No tener imaginación, ni tiempo, ni ganas para escribir algo más, ¿pero quién eres que me pides, mejor me obligas a que me siente y sienta delante de mi pantalla y empiece a teclear, intentando construir frases con palabras prestadas, algo que parezca más que un patchwork?.

Retal #1 (yo te cobijaré)

Me siento al sol y me como una naranja, así intento no tener que pensar en tí. pero cuando comienzo a pelarla, mis manos no responden, la naranja se cae al suelo. Mis manos son ya tan viejas y te añoran, mis dedos no responden y retuercen un poco más, se enroscan en los recuerdos y entrelazan entre sí, y recogen y abrazan la naranja como cariñosas ramas.

Miro mis brazos y no los encuentro, dónde estaban encuentro unos apendices leñosos, la naranja forma parte de mi, y yo de ella, pedículo y fruto, origen y resultado.

Me pongo a correr, y espero que al hacerlo no tener que pensar en tí, miro mis piernas y ellas no se quieren mover, están enterradas, enraízadas a este suelo, no me dejan escapar de aquí, mi cuerpo se paraliza y se recubre de una corteza, mis piernas se confunden o se unen, se vuelven poco a poco árbol.

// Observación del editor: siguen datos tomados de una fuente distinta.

//! Station assembly: config mapping, simulated board wiring, and run execution.

use crate::cli::{CliSafety, LAST_SAFETY, RtLock};
use crate::rt::setup_rt_once;
use station_config::tipstore::TipStore;
use station_config::{CalAnchor, ChannelCfg, Config, ControlKindCfg, PidCfg, SensorKindCfg};
use station_core::calibration::CalTable;
use station_core::channel::{Channel, ChannelId};
use station_core::controller::Controller;
use station_core::error::Result as CoreResult;
use station_core::mains::{MainsSync, half_cycle_ms};
use station_core::runner::RunReport;
use station_core::safety::watchdog_budget_ms;
use station_core::sensor::SensorModel;
use station_core::{StationBuilder, control_interval_s};
use station_hardware::{SimSensorKind, Simulator};
use station_traits::clock::MonotonicClock;

pub fn abort_reason_name(r: &station_core::error::AbortReason) -> &'static str {
    use station_core::error::AbortReason::*;
    match r {
        Overcurrent => "Overcurrent",
        WatchdogStall => "WatchdogStall",
        Shutdown => "Shutdown",
    }
}

/// Factory anchors used when a channel has no stored tip calibration.
/// Thermocouple anchors are in millivolts, thermistor anchors in ohms.
fn factory_anchors(kind: SensorKindCfg) -> [CalAnchor; 3] {
    let points: [(f32, f32); 3] = match kind {
        SensorKindCfg::Thermocouple => [(4.64, 221.77), (5.81, 296.06), (6.64, 369.61)],
        SensorKindCfg::Ntc => [(600.0, 350.0), (1200.0, 200.0), (1800.0, 50.0)],
        SensorKindCfg::Ptc => [(1000.0, 50.0), (1600.0, 200.0), (2200.0, 350.0)],
    };
    points.map(|(measured, temperature_c)| CalAnchor {
        measured,
        temperature_c,
    })
}

/// What the tip store contributed to a channel: anchors always, gains
/// only when the stored tip carries a tuned set.
struct ResolvedTip {
    anchors: [CalAnchor; 3],
    pid: Option<PidCfg>,
}

/// Resolve a channel's tip data: CLI CSV override first, then the tip
/// store, then the factory defaults for the sensor kind.
fn resolve_tip(
    ccfg: &ChannelCfg,
    tips: Option<&TipStore>,
    override_anchors: Option<&[CalAnchor; 3]>,
) -> CoreResult<ResolvedTip> {
    if let Some(a) = override_anchors {
        return Ok(ResolvedTip {
            anchors: *a,
            pid: None,
        });
    }
    if let Some(store) = tips
        && let Some(tip) = &ccfg.tip
    {
        if let Some(rec) = store.load(tip)? {
            tracing::info!(tip, tuned = rec.pid.is_some(), "loaded tip calibration");
            return Ok(ResolvedTip {
                anchors: rec.anchors,
                pid: rec.pid,
            });
        }
        tracing::warn!(tip, "tip not found in store, using factory anchors");
    }
    Ok(ResolvedTip {
        anchors: factory_anchors(ccfg.sensor),
        pid: None,
    })
}

fn build_sensor(
    id: ChannelId,
    kind: SensorKindCfg,
    anchors: &[CalAnchor; 3],
) -> CoreResult<SensorModel> {
    let table = CalTable::try_from(anchors)?;
    Ok(match kind {
        SensorKindCfg::Thermocouple => SensorModel::thermocouple(id, table),
        SensorKindCfg::Ntc => SensorModel::ntc(id, table),
        SensorKindCfg::Ptc => SensorModel::ptc(id, table),
    })
}

/// Gain precedence: tip-specific over per-channel over station-wide.
fn build_controller(
    id: ChannelId,
    cfg: &Config,
    ccfg: &ChannelCfg,
    tip_pid: Option<&PidCfg>,
) -> Controller {
    let interval_s = control_interval_s(cfg.station.mains_hz);
    match ccfg.control {
        ControlKindCfg::Pid => {
            let pcfg = tip_pid.or(ccfg.pid.as_ref()).unwrap_or(&cfg.pid);
            Controller::pid(id, pcfg.into(), interval_s)
        }
        ControlKindCfg::Tbh => Controller::take_back_half(id, ccfg.tbh_ki, interval_s),
        ControlKindCfg::BangBang => Controller::bang_bang(id),
    }
}

fn sim_kind(kind: SensorKindCfg) -> SimSensorKind {
    match kind {
        SensorKindCfg::Thermocouple => SimSensorKind::Thermocouple,
        // The analog board model only distinguishes voltage vs resistance paths
        SensorKindCfg::Ntc | SensorKindCfg::Ptc => SimSensorKind::Ntc,
    }
}

#[allow(clippy::too_many_arguments)]
pub fn run_station(
    cfg: &Config,
    calib: Option<&[CalAnchor; 3]>,
    cycles: Option<u64>,
    temp1: Option<i32>,
    temp2: Option<i32>,
    rt: bool,
    rt_prio: Option<i32>,
    rt_lock: Option<RtLock>,
    rt_cpu: Option<usize>,
    stats: bool,
    shutdown: std::sync::Arc<std::sync::atomic::AtomicBool>,
) -> CoreResult<RunReport> {
    // Real-time mode setup (Linux/macOS), once per process
    #[cfg(target_os = "linux")]
    {
        let mode = rt_lock.unwrap_or(RtLock::os_default());
        setup_rt_once(rt, rt_prio, mode, rt_cpu);
    }
    #[cfg(target_os = "macos")]
    {
        let mode = rt_lock.unwrap_or(RtLock::os_default());
        let _rt_prio = rt_prio; // silence unused on non-Linux builds
        let _rt_cpu = rt_cpu; // silence unused on non-Linux builds
        setup_rt_once(rt, mode);
    }

    let mains_hz = cfg.station.mains_hz;
    let budget_ms = watchdog_budget_ms(half_cycle_ms(mains_hz), cfg.timing.conversion_timeout_ms);
    let _ = LAST_SAFETY.set(CliSafety {
        overcurrent_debounce_n: cfg.safety.overcurrent_debounce_n,
        watchdog_budget_ms: budget_ms,
        mains_hz,
    });

    let tips = cfg.tip_store.as_ref().map(TipStore::new);
    let default_ccfg = ChannelCfg::default();
    let ccfg_for = |i: usize| cfg.channel.get(i).unwrap_or(&default_ccfg);

    let sim = Simulator::new(sim_kind(ccfg_for(0).sensor), sim_kind(ccfg_for(1).sensor));

    let channels = {
        let mut build = |id: ChannelId| -> CoreResult<Channel> {
            let ccfg = ccfg_for(id.index());
            // The CSV override applies to channel 1 only
            let over = if id == ChannelId::One { calib } else { None };
            let tip = resolve_tip(ccfg, tips.as_ref(), over)?;
            Ok(Channel::new(
                id,
                build_sensor(id, ccfg.sensor, &tip.anchors)?,
                build_controller(id, cfg, ccfg, tip.pid.as_ref()),
                ccfg.presets,
                (&cfg.idle).into(),
            ))
        };
        [build(ChannelId::One)?, build(ChannelId::Two)?]
    };

    let holder = sim.holder_checker();
    let mut scheduler = StationBuilder::new()
        .with_watchdog(sim.watchdog())
        .with_channels(channels)
        .with_overcurrent_check(sim.overcurrent_checker())
        .with_overcurrent_debounce(cfg.safety.overcurrent_debounce_n)
        .with_holder_check(move |id: ChannelId| holder(id.index()))
        .with_policy(cfg.station.policy.into())
        .with_timing((&cfg.timing).into())
        .with_mains_hz(mains_hz)
        .with_refresh_every(cfg.station.refresh_every)
        .with_report_every(cfg.station.report_every)
        .with_front_end(sim.front_end())
        .with_heaters(sim.heater(0), sim.heater(1))
        .build()?;

    if let Some(t) = temp1 {
        scheduler.channel_mut(ChannelId::One).set_user_temperature(t);
    }
    scheduler.enable_channel(ChannelId::One);
    if let Some(t) = temp2 {
        scheduler.channel_mut(ChannelId::Two).set_user_temperature(t);
        scheduler.enable_channel(ChannelId::Two);
    }

    let edges = MainsSync::paced(mains_hz, MonotonicClock::new());
    tracing::info!(
        mains_hz,
        target1 = scheduler.channel(ChannelId::One).user_temperature_c(),
        "station run start"
    );

    let shutdown_check: Box<dyn Fn() -> bool + Send + Sync> =
        Box::new(move || shutdown.load(std::sync::atomic::Ordering::Relaxed));
    let report = station_core::runner::run(
        &mut scheduler,
        &edges,
        mains_hz,
        cfg.timing.conversion_timeout_ms,
        cycles,
        Some(shutdown_check),
    )?;

    if stats {
        print_stats(&scheduler, &sim, &report);
    }
    Ok(report)
}

/// Print run counters and final channel readings to stderr.
fn print_stats(scheduler: &station_core::BoxedScheduler, sim: &Simulator, report: &RunReport) {
    eprintln!(
        "cycles: completed={} ignored={} overload_trips={}",
        report.cycles_completed, report.cycles_ignored, report.overload_trips
    );
    for id in ChannelId::ALL {
        let ch = scheduler.channel(id);
        eprintln!(
            "channel {id}: state={:?} target_c={} measured_c={:.1} duty={} plant_c={:.1}",
            ch.state(),
            ch.target_temperature_c(),
            ch.current_temperature_c(),
            ch.duty(),
            sim.temperature(id.index()),
        );
    }
    eprintln!("watchdog feeds: {}", sim.watchdog_feeds());
}

/// Run a short closed-loop burst against the simulated board and verify that
/// the scheduler completed its cycles and kept feeding the watchdog.
pub fn self_check(cfg: &Config) -> CoreResult<()> {
    let sim = Simulator::new(SimSensorKind::Thermocouple, SimSensorKind::Thermocouple);
    let table = CalTable::try_from(&factory_anchors(SensorKindCfg::Thermocouple))?;
    let interval_s = control_interval_s(cfg.station.mains_hz);
    let channels = ChannelId::ALL.map(|id| {
        Channel::new(
            id,
            SensorModel::thermocouple(id, table.clone()),
            Controller::pid(id, (&cfg.pid).into(), interval_s),
            [300, 350, 400],
            (&cfg.idle).into(),
        )
    });

    let holder = sim.holder_checker();
    let mut scheduler = StationBuilder::new()
        .with_watchdog(sim.watchdog())
        .with_channels(channels)
        .with_overcurrent_check(sim.overcurrent_checker())
        .with_holder_check(move |id: ChannelId| holder(id.index()))
        .with_timing((&cfg.timing).into())
        .with_mains_hz(cfg.station.mains_hz)
        .with_front_end(sim.front_end())
        .with_heaters(sim.heater(0), sim.heater(1))
        .build()?;

    scheduler.enable_channel(ChannelId::One);
    let edges = MainsSync::paced(cfg.station.mains_hz, MonotonicClock::new());
    let report = station_core::runner::run(
        &mut scheduler,
        &edges,
        cfg.station.mains_hz,
        cfg.timing.conversion_timeout_ms,
        Some(20),
        None,
    )?;

    if report.cycles_completed < 20 {
        return Err(station_core::error::Report::new(
            station_core::error::StationError::State(format!(
                "self-check completed only {} cycles",
                report.cycles_completed
            )),
        ));
    }
    if sim.watchdog_feeds() == 0 {
        return Err(station_core::error::Report::new(
            station_core::error::StationError::State("watchdog was never fed".into()),
        ));
    }
    if !scheduler.channel(ChannelId::One).state().permits_drive() {
        return Err(station_core::error::Report::new(
            station_core::error::StationError::State(format!(
                "channel 1 parked in {:?}",
                scheduler.channel(ChannelId::One).state()
            )),
        ));
    }
    Ok(())
}

#[cfg(test)]
mod tests {
    use super::*;
    use station_config::tipstore::TipRecord;

    fn tuned_record() -> TipRecord {
        TipRecord {
            anchors: factory_anchors(SensorKindCfg::Thermocouple),
            pid: Some(PidCfg {
                kp: 12.0,
                ki: 0.8,
                kd: 0.1,
                i_limit: 40.0,
            }),
        }
    }

    #[test]
    fn stored_tip_supplies_anchors_and_gains() {
        let dir = tempfile::tempdir().unwrap();
        let store = TipStore::new(dir.path());
        let mut rec = tuned_record();
        rec.anchors[1].temperature_c = 290.0;
        store.save("c245", &rec).unwrap();

        let ccfg = ChannelCfg {
            tip: Some("c245".into()),
            ..ChannelCfg::default()
        };
        let tip = resolve_tip(&ccfg, Some(&store), None).unwrap();
        assert_eq!(tip.anchors[1].temperature_c, 290.0);
        assert_eq!(tip.pid, rec.pid);
    }

    #[test]
    fn calibration_override_suppresses_stored_gains() {
        let dir = tempfile::tempdir().unwrap();
        let store = TipStore::new(dir.path());
        store.save("c245", &tuned_record()).unwrap();

        let ccfg = ChannelCfg {
            tip: Some("c245".into()),
            ..ChannelCfg::default()
        };
        let over = factory_anchors(SensorKindCfg::Thermocouple);
        let tip = resolve_tip(&ccfg, Some(&store), Some(&over)).unwrap();
        assert_eq!(tip.anchors, over);
        assert!(tip.pid.is_none());
    }

    #[test]
    fn unknown_tip_falls_back_to_factory_anchors() {
        let dir = tempfile::tempdir().unwrap();
        let store = TipStore::new(dir.path());
        let ccfg = ChannelCfg {
            tip: Some("bc2".into()),
            ..ChannelCfg::default()
        };
        let tip = resolve_tip(&ccfg, Some(&store), None).unwrap();
        assert_eq!(tip.anchors, factory_anchors(SensorKindCfg::Thermocouple));
        assert!(tip.pid.is_none());
    }
}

No quiero ni pensar que me ha hecho convertir en un árbol, a no ser que sea la necesidad de no pensar en tí, no sufrir, no añorar, pero con los restos de mi recién abandonada humanidad te sigo pensando.

Pronto, cuando mis últimos pensamientos se mueran, ya no te añoraré, pero ahora y mientras me voy abandonando, deseo con todas fuerzas que te sientes bajo mi sombra, que te cobijes de la tormenta, que te abraces a mi tronco y oigas latir este corazón, que comas mis frutos, que me riegues, que me podes, que me consueles cuando llore hojas, y que me hieras tatuando tu nombre en mi pecho de madera.

Retal #2 (Sin tiempo)

Dos minutos para convencerte, dos minutos para que no te marches de mi lado. 1 minuto cincuenta y te habrás marchado y me dejarás. Me quedo parado en la puerta, y te veo pasar a mi lado, mientras dejas detrás nuestra casa, 1 minuto y tu taxi estará aqui, me abrazas mecánicamente con tristeza olvidada, treinta segundos, y el taxi se acerca…quince segundos y te sientas, diez segundos y me miras, nueve, ocho, esperas que te diga algo, seis, veo una lágrima que se escapa, tres, el taxi arranca, adiós con la mano, un te quiero se muere en mi boca, mientras te dejo escapar… por tercera vez esta semana.

Mientras cierro la puerta me llega tu sms, “Compra manzanas para cenar”.